+++ Extracted data +++

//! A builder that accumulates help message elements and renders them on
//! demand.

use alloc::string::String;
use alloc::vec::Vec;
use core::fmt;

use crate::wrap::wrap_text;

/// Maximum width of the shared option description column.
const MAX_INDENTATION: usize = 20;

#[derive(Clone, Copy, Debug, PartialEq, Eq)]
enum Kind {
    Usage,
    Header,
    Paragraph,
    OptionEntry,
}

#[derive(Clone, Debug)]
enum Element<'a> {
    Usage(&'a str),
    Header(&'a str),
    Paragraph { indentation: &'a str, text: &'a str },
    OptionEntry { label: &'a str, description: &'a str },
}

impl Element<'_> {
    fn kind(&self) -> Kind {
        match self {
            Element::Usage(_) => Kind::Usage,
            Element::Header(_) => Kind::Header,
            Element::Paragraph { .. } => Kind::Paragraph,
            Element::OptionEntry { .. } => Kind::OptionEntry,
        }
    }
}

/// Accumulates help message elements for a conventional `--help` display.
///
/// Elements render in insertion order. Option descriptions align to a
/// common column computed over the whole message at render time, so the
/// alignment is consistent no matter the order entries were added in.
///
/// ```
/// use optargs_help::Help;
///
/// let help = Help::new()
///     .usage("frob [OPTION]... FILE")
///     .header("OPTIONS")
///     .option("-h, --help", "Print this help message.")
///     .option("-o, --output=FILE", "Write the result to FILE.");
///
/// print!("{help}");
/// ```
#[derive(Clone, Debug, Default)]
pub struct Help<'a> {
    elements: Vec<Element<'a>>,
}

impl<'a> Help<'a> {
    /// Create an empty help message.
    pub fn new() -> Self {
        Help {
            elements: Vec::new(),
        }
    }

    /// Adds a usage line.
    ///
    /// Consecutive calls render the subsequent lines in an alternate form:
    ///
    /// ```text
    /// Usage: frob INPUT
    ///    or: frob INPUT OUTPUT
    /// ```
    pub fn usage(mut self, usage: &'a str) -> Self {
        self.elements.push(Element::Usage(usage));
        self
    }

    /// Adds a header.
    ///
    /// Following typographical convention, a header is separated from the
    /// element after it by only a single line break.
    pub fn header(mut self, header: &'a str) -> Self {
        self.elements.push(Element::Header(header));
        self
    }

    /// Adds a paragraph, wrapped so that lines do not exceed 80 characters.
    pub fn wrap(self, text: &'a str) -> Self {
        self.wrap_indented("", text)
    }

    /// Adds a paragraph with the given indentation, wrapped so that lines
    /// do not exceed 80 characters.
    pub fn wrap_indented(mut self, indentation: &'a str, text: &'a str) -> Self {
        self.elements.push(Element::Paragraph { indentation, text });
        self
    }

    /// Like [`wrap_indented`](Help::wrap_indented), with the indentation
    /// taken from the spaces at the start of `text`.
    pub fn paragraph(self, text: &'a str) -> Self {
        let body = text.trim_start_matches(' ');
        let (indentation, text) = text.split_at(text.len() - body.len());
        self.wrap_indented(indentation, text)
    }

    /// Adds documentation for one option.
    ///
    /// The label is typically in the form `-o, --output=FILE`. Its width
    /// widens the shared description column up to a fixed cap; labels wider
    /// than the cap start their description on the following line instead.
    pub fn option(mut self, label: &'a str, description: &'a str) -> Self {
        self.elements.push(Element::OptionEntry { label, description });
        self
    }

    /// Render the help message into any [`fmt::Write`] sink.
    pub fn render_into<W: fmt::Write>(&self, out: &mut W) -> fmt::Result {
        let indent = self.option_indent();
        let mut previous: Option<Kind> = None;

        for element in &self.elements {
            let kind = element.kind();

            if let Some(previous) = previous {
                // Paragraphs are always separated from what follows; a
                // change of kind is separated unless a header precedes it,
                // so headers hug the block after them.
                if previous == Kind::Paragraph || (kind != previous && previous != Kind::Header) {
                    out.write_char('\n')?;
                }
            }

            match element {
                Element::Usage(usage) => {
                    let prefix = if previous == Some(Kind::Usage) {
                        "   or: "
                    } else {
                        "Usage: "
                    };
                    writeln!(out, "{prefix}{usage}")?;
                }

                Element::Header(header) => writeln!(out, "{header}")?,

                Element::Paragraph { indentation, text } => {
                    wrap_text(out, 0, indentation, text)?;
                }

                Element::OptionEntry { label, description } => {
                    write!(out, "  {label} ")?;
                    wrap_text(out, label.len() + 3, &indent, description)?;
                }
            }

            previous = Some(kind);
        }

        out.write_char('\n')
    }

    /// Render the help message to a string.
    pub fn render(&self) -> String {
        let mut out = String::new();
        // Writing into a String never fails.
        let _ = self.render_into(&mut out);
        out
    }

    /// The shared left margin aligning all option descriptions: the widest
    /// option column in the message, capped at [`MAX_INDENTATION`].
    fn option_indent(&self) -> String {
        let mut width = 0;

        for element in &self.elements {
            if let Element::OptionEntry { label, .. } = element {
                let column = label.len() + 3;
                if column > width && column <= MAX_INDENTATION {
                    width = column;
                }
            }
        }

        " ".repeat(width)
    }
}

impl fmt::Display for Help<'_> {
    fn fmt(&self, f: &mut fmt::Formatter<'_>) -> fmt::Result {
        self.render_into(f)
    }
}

+++

__Problem__
Using the records above, copy each line that contains "Some".

__Reply to the task__
            if let Some(previous) = previous {
                    let prefix = if previous == Some(Kind::Usage) {
            previous = Some(kind);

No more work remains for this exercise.